TASK TO COMPLETE. Scan the data below and pick out the lines containing the word "SUCCESS".

RECORDS SHOWN.

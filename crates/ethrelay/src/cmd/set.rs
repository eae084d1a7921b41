use ethrelay_device::{Pulse, RelayClient, RelayError};
use ethrelay_transport::Transport;
use serde::Serialize;

use crate::cmd::SetArgs;
use crate::exit::{relay_error, CliResult, SUCCESS};
use crate::output::{print_json, state_label, OutputFormat};

#[derive(Debug, Serialize)]
struct SetOutput {
    relay: u8,
    state: &'static str,
    pulse: u8,
    /// Set only for a pulsed exclusive switch.
    pulse_ms: Option<u128>,
    exclusive: bool,
}

pub fn run(args: SetArgs, format: OutputFormat) -> CliResult<i32> {
    let mut client = args.conn.open()?;
    let out = switch_relay(&mut client, &args)?;
    client.disconnect();

    match format {
        OutputFormat::Json => print_json(&out),
        OutputFormat::Table | OutputFormat::Pretty => {
            match out.pulse_ms {
                Some(ms) => println!("relay {} {} for {ms}ms", out.relay, out.state),
                None => println!("relay {} {}", out.relay, out.state),
            }
        }
        OutputFormat::Raw => println!("ok"),
    }
    Ok(SUCCESS)
}

fn switch_relay<T: Transport>(
    client: &mut RelayClient<T>,
    args: &SetArgs,
) -> CliResult<SetOutput> {
    let index = client
        .relay(args.relay)
        .map_err(|err| relay_error("invalid relay", err))?;
    let pulse = Pulse::try_from(args.pulse)
        .map_err(|err| relay_error("invalid pulse", RelayError::from(err)))?;
    let on = args.state.is_on();
    if !pulse.is_permanent() && !args.exclusive {
        tracing::warn!("--pulse has no effect without --exclusive");
    }
    client
        .set_single(index, on, i64::from(pulse.get()), args.exclusive)
        .map_err(|err| relay_error("set failed", err))?;

    let pulse_ms = if args.exclusive {
        pulse.duration().map(|d| d.as_millis())
    } else {
        None
    };
    Ok(SetOutput {
        relay: index.get(),
        state: state_label(on),
        pulse: pulse.get(),
        pulse_ms,
        exclusive: args.exclusive,
    })
}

OUTPUT.
use crate::exit::{relay_error, CliResult, SUCCESS};
    Ok(SUCCESS)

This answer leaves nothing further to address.